Easy Pickens Actor the Battle of Cable Hogue Cast
"Ol' Tony Hillerman told me in one case, 'Max, you know, if y'all option a novel, you've got to hope they don't make the pic. Considering so y'all tin't option it again.' He was giving me advice long later on the horses had entered the corral." Legendary Texas-born cowboy, artist and author Max Evans—who is 93 and even so writing—recalls, "I lived off options for a long time."
His first novel, The Rounders, was published in 1960, and became a hit movie in 1965. His 2d novel, The Howdy-Lo Country, was published in 1962, and despite being optioned repeatedly, didn't reach the screen for 37 years—information technology was a contemporary story when he wrote it, merely a period picture when they filmed it. Celebrating the 20th anniversary of the release of the moving picture version of The How-do-you-do-Lo Country, Evans talked with Truthful Westward well-nigh his Hollywood adventures.
"I'd read everything from Shakespeare and Balzac to dozens of shoot-'em-up Westerns. Enjoyed 'em all. But I wanted to write near what I really knew.

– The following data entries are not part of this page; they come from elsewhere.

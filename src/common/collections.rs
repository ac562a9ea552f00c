pub use std::collections::BTreeMap;

pub type HashMap<K, V> = rustc_hash::FxHashMap<K, V>;
pub type HashSet<K> = rustc_hash::FxHashSet<K>;
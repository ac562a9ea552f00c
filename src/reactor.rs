//! The Reactor's job is to keep the layouts coherent with what the host
//! reports.
//!
//! Host events arrive through [`Reactor::handle_event`]. They update the tile
//! registry and the tiles; the resulting tile and registry signals are
//! forwarded into a queue which is drained before `handle_event` returns.
//! Layout mutations therefore never run inside a signal emission.
//!
//! Whether a tile is placed is tracked in one table ([`TileBinding`]). Every
//! path that can change placement (floating, forced floating, screen or
//! desktop changes, grid changes, tile creation and destruction) goes through
//! the same reconcile step, which adds or removes the tile exactly once.

mod events;
mod managers;
mod replay;

#[cfg(test)]
mod testing;

use crossbeam_channel::{Receiver, Sender};
pub use managers::{DragManager, DragState};
pub use replay::{Record, Scenario, observe, replay};
use serde::{Deserialize, Serialize};
use tracing::{debug, info, instrument, trace};

use self::events::command::CommandEventHandler;
use self::events::drag::DragEventHandler;
use self::events::space::SpaceEventHandler;
use self::events::window::WindowEventHandler;
use crate::common::collections::HashMap;
use crate::common::config::Config;
use crate::layout_engine::{Direction, GeometryUpdate, ScreenLayout};
use crate::model::{Signal, TileId, TileRegistry};
use crate::sys::geometry::{Point, Rect};
use crate::sys::host::{Desktop, HostDesktop, WindowHost, WindowId, WindowInfo};
//! Partitioned article cache.
//!
//! Each [`ContextTag`] owns one [`Partition`] of the [`PartitionRegistry`]. The
//! active partition is derived from the current [`Predicate`] on every access,
//! so switching filters back and forth serves cached pages without refetching.
//!
//! State lives behind a mutex that is never held across a request, so every
//! operation exposes either the state before or after its changes. Requests are
//! never cancelled; a list response that lands after its partition was repaged,
//! re-filtered or cleared is dropped unless `discard_superseded` is turned off.

pub mod context;
pub mod fetch;
pub mod mutation;
pub mod partition;

use std::sync::atomic::{AtomicUsize, Ordering};
use std::sync::Arc;

use parking_lot::Mutex;
use tracing::{debug, info};

use crate::api::ArticleApi;
use crate::article::Article;
use crate::config::CacheConfig;

pub use context::{resolve_context, ContextTag, Predicate};
pub use partition::{Partition, PartitionRegistry, PartitionState, PAGE_SIZE};

#[derive(Debug, Default)]
struct CacheState {
    registry: PartitionRegistry,
    predicate: Predicate,
    // Last filter values seen, kept while other contexts are active.
    last_favorited_by: Option<String>,
    last_author: Option<String>,
}

impl CacheState {
    fn active(&self) -> ContextTag {
        self.predicate.context()
    }
}

pub struct ArticleCache {
    api: Arc<dyn ArticleApi>,
    config: CacheConfig,
    state: Mutex<CacheState>,
    in_flight: AtomicUsize,
}

/// Holds the loading flag up for as long as it lives.
struct LoadingGuard<'a>(&'a AtomicUsize);

impl<'a> LoadingGuard<'a> {
    fn engage(counter: &'a AtomicUsize) -> Self {
        counter.fetch_add(1, Ordering::SeqCst);
        Self(counter)
    }
}

impl Drop for LoadingGuard<'_> {
    fn drop(&mut self) {
        self.0.fetch_sub(1, Ordering::SeqCst);
    }
}

impl ArticleCache {
    pub fn new(api: Arc<dyn ArticleApi>, config: CacheConfig) -> Self {
        Self {
            api,
            config,
            state: Mutex::new(CacheState::default()),
            in_flight: AtomicUsize::new(0),
        }
    }

    pub fn config(&self) -> &CacheConfig {
        &self.config
    }

    pub fn predicate(&self) -> Predicate {
        self.state.lock().predicate.clone()
    }

    pub fn context(&self) -> ContextTag {
        self.state.lock().active()
    }

    /// Switches the active filter.
    ///
    /// Setting `favorited_by` or `author` to a value other than the last one
    /// seen marks the newly active partition stale.
    pub fn set_predicate(&self, predicate: Predicate) {
        let mut state = self.state.lock();
        if state.predicate == predicate {
            return;
        }

        let mut invalidate = false;
        if let Some(user) = predicate.favorited_by_value() {
            if state.last_favorited_by.as_deref() != Some(user) {
                state.last_favorited_by = Some(user.to_string());
                invalidate = true;
            }
        }
        if let Some(author) = predicate.author_value() {
            if state.last_author.as_deref() != Some(author) {
                state.last_author = Some(author.to_string());
                invalidate = true;
            }
        }

        state.predicate = predicate;
        let context = state.active();
        if invalidate {
            debug!("Filter changed, {} partition marked stale", context);
            state.registry[context].invalidate();
        }
    }

    /// Moves the active partition to `page`; the next load refetches it.
    pub fn set_page(&self, page: u32) {
        let mut state = self.state.lock();
        let context = state.active();
        state.registry.set_page(context, page);
        debug!("{} partition moved to page {}", context, page);
    }

    /// Articles of the active partition, in server order.
    ///
    /// Each call re-reads the partition, so the returned iterator reflects the
    /// state at call time.
    pub fn articles(&self) -> impl Iterator<Item = Article> {
        let state = self.state.lock();
        let snapshot = state.registry[state.active()].articles().to_vec();
        snapshot.into_iter()
    }

    pub fn page(&self) -> u32 {
        let state = self.state.lock();
        state.registry[state.active()].page()
    }

    pub fn total_pages(&self) -> u32 {
        let state = self.state.lock();
        state.registry[state.active()].total_pages()
    }

    pub fn is_loading(&self) -> bool {
        self.in_flight.load(Ordering::SeqCst) > 0
    }

    /// Looks up an article in the active partition.
    pub fn get(&self, slug: &str) -> Option<Article> {
        let state = self.state.lock();
        state.registry.get(slug, state.active()).cloned()
    }

    pub fn get_in(&self, slug: &str, context: ContextTag) -> Option<Article> {
        self.state.lock().registry.get(slug, context).cloned()
    }

    pub fn get_across_all(&self, slug: &str) -> Vec<Article> {
        self.state.lock().registry.get_across_all(slug)
    }

    pub fn partition_state(&self, context: ContextTag) -> PartitionState {
        self.state.lock().registry[context].state()
    }

    /// Fills a partition directly, e.g. from a response fetched elsewhere.
    pub fn replace_all(&self, context: ContextTag, articles: Vec<Article>, total_count: u64) {
        debug!("Priming {} partition with {} articles", context, articles.len());
        self.state.lock().registry.replace_all(context, articles, total_count);
    }

    /// Empties every partition and resets its paging.
    pub fn clear_all(&self) {
        self.state.lock().registry.clear_all();
        info!("Cleared all article partitions");
    }
}
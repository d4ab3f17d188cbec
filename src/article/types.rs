use chrono::{DateTime, Utc};
use serde::{Deserialize, Serialize};

#[derive(Debug, Clone, PartialEq, Eq, Serialize, Deserialize, Default)]
pub struct Profile {
    pub username: String,
    #[serde(default)]
    pub bio: Option<String>,
    #[serde(default)]
    pub image: Option<String>,
    #[serde(default)]
    pub following: bool,
}

impl Profile {
    pub fn new(username: impl Into<String>) -> Self {
        Self {
            username: username.into(),
            ..Self::default()
        }
    }
}

/// An article as returned by the remote API.
///
/// Only `slug`, `favorited` and `favorites_count` are interpreted by the cache,
/// everything else is carried along for display.
#[derive(Debug, Clone, PartialEq, Eq, Serialize, Deserialize)]
#[serde(rename_all = "camelCase")]
pub struct Article {
    pub slug: String,
    pub title: String,
    #[serde(default)]
    pub description: String,
    #[serde(default)]
    pub body: String,
    #[serde(default)]
    pub tag_list: Vec<String>,
    pub created_at: DateTime<Utc>,
    pub updated_at: DateTime<Utc>,
    #[serde(default)]
    pub favorited: bool,
    #[serde(default)]
    pub favorites_count: u32,
    pub author: Profile,
}

impl Article {
    pub fn new(slug: impl Into<String>, title: impl Into<String>, author: Profile) -> Self {
        let now = Utc::now();
        Self {
            slug: slug.into(),
            title: title.into(),
            description: String::new(),
            body: String::new(),
            tag_list: Vec::new(),
            created_at: now,
            updated_at: now,
            favorited: false,
            favorites_count: 0,
            author,
        }
    }

    pub fn with_tags<I, S>(mut self, tags: I) -> Self
    where
        I: IntoIterator<Item = S>,
        S: Into<String>,
    {
        self.tag_list = tags.into_iter().map(Into::into).collect();
        self
    }

    pub fn with_favorites(mut self, favorited: bool, count: u32) -> Self {
        self.favorited = favorited;
        self.favorites_count = count;
        self
    }

    pub fn has_tag(&self, tag: &str) -> bool {
        self.tag_list.iter().any(|t| t == tag)
    }

    /// Flips the favorite state towards `target`, keeping the counter in step.
    /// Returns `false` when the article already is in `target` state.
    pub fn apply_favorite(&mut self, target: bool) -> bool {
        if self.favorited == target {
            return false;
        }
        self.favorited = target;
        self.favorites_count = if target {
            self.favorites_count.saturating_add(1)
        } else {
            self.favorites_count.saturating_sub(1)
        };
        true
    }
}

/// Payload for creating an article.
#[derive(Debug, Clone, PartialEq, Eq, Serialize, Deserialize, Default)]
#[serde(rename_all = "camelCase")]
pub struct NewArticle {
    pub title: String,
    pub description: String,
    pub body: String,
    #[serde(default)]
    pub tag_list: Vec<String>,
}

/// Payload for editing an article. Absent fields stay as they are.
#[derive(Debug, Clone, PartialEq, Eq, Serialize, Deserialize, Default)]
#[serde(rename_all = "camelCase")]
pub struct ArticleUpdate {
    pub slug: String,
    #[serde(default, skip_serializing_if = "Option::is_none")]
    pub title: Option<String>,
    #[serde(default, skip_serializing_if = "Option::is_none")]
    pub description: Option<String>,
    #[serde(default, skip_serializing_if = "Option::is_none")]
    pub body: Option<String>,
    #[serde(default, skip_serializing_if = "Option::is_none")]
    pub tag_list: Option<Vec<String>>,
}

impl ArticleUpdate {
    pub fn new(slug: impl Into<String>) -> Self {
        Self {
            slug: slug.into(),
            ..Self::default()
        }
    }

    pub fn title(mut self, title: impl Into<String>) -> Self {
        self.title = Some(title.into());
        self
    }

    pub fn body(mut self, body: impl Into<String>) -> Self {
        self.body = Some(body.into());
        self
    }

    pub fn apply_to(&self, article: &mut Article) {
        if let Some(title) = &self.title {
            article.title = title.clone();
        }
        if let Some(description) = &self.description {
            article.description = description.clone();
        }
        if let Some(body) = &self.body {
            article.body = body.clone();
        }
        if let Some(tags) = &self.tag_list {
            article.tag_list = tags.clone();
        }
        article.updated_at = Utc::now();
    }
}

So, I decided to write post-World War II. When I left for that war, ranchers were working cattle mostly from horseback. After I got back, the West was changed forever by pickup trucks replacing the horse."
The Rounders, the comical adventures of two downwards-at-the-boot-heels cowboys, reinvigorated the careers of stars Henry Fonda and Glenn Ford, and established Burt Kennedy every bit a top Western writer-director. But Fess Parker, fresh from his success starring for Disney as Davy Crockett, was the beginning to option The Rounders. He'd even convinced an Oscar-winning writer-director to pen a script. Evans recalls, "William Wellman came out of retirement because of The Rounders. We all had a meeting, and Wellman is talking well-nigh who Fess was going to play. And he looked at me and said, 'Well, Max is just right for the other part.' Ol' Fess simply threw a damn fit. He made a real error: Ol' Wellman just dropped the projection. Fess killed the whole affair."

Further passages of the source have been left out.